Extracted material:

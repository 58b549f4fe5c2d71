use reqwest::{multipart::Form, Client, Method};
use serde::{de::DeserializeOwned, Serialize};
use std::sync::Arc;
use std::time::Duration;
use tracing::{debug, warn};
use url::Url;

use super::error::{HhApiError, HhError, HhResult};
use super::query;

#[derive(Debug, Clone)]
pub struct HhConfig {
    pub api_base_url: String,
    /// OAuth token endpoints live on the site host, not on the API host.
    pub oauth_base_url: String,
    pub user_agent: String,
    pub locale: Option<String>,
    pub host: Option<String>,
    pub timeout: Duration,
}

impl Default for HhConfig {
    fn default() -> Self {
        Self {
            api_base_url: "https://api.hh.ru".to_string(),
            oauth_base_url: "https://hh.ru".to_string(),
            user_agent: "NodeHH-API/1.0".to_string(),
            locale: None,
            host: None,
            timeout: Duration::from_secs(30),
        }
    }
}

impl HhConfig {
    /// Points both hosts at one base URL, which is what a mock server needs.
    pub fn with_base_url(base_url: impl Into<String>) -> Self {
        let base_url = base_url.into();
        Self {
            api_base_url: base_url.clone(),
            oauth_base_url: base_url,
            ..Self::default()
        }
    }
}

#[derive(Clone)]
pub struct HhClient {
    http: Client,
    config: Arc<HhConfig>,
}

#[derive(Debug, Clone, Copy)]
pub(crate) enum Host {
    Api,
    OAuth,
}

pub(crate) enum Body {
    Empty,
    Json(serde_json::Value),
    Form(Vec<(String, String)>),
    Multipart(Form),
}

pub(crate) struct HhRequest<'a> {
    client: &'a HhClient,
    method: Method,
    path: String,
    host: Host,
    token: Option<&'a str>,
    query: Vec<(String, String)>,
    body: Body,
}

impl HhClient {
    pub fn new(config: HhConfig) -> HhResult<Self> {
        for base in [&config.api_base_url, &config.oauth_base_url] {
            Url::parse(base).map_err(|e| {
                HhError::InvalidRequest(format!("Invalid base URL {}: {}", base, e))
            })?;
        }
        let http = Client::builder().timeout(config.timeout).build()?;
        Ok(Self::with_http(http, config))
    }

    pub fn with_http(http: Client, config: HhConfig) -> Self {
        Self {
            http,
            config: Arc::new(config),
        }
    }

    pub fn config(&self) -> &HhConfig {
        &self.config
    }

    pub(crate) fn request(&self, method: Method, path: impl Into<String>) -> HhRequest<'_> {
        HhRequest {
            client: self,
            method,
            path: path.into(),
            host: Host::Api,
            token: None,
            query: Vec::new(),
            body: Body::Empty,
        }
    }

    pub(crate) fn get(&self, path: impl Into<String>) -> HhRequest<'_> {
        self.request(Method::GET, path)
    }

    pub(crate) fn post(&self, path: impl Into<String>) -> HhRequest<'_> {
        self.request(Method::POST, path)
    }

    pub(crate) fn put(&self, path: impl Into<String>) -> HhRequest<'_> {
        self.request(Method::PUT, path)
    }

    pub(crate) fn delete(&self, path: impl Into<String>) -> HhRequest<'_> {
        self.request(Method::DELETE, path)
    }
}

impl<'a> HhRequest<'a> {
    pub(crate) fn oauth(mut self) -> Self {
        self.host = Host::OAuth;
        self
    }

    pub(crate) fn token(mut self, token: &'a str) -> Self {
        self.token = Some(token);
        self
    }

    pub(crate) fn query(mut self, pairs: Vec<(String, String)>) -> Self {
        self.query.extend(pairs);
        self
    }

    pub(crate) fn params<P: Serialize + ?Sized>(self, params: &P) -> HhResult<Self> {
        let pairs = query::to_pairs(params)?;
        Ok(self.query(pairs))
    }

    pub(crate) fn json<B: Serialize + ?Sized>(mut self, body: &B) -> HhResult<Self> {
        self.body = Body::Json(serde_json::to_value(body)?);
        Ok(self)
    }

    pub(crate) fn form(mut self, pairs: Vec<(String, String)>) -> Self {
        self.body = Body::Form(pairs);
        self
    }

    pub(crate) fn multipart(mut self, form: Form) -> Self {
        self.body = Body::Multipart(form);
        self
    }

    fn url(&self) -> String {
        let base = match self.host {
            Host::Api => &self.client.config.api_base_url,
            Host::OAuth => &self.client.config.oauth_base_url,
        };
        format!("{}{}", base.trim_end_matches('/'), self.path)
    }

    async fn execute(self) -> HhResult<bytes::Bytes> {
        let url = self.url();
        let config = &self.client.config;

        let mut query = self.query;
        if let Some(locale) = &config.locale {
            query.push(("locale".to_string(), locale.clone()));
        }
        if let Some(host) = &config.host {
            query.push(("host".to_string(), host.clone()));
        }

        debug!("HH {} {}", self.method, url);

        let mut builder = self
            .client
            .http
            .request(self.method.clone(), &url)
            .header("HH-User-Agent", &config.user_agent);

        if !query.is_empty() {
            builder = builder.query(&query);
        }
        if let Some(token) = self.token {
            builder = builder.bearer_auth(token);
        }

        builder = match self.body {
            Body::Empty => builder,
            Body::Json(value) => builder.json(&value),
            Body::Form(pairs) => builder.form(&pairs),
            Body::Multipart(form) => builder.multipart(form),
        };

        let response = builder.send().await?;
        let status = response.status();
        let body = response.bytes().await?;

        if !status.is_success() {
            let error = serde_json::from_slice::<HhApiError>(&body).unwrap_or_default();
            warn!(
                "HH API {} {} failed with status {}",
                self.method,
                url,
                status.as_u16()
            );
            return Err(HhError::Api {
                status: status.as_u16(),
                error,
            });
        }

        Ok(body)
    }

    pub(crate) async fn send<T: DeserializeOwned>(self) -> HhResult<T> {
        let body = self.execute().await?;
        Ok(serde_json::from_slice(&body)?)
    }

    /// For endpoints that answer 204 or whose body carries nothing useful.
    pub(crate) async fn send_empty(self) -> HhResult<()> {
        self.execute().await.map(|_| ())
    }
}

What you will do: Within the records, count the lines that include the word "super". Answer with the number only.

Task answer: 2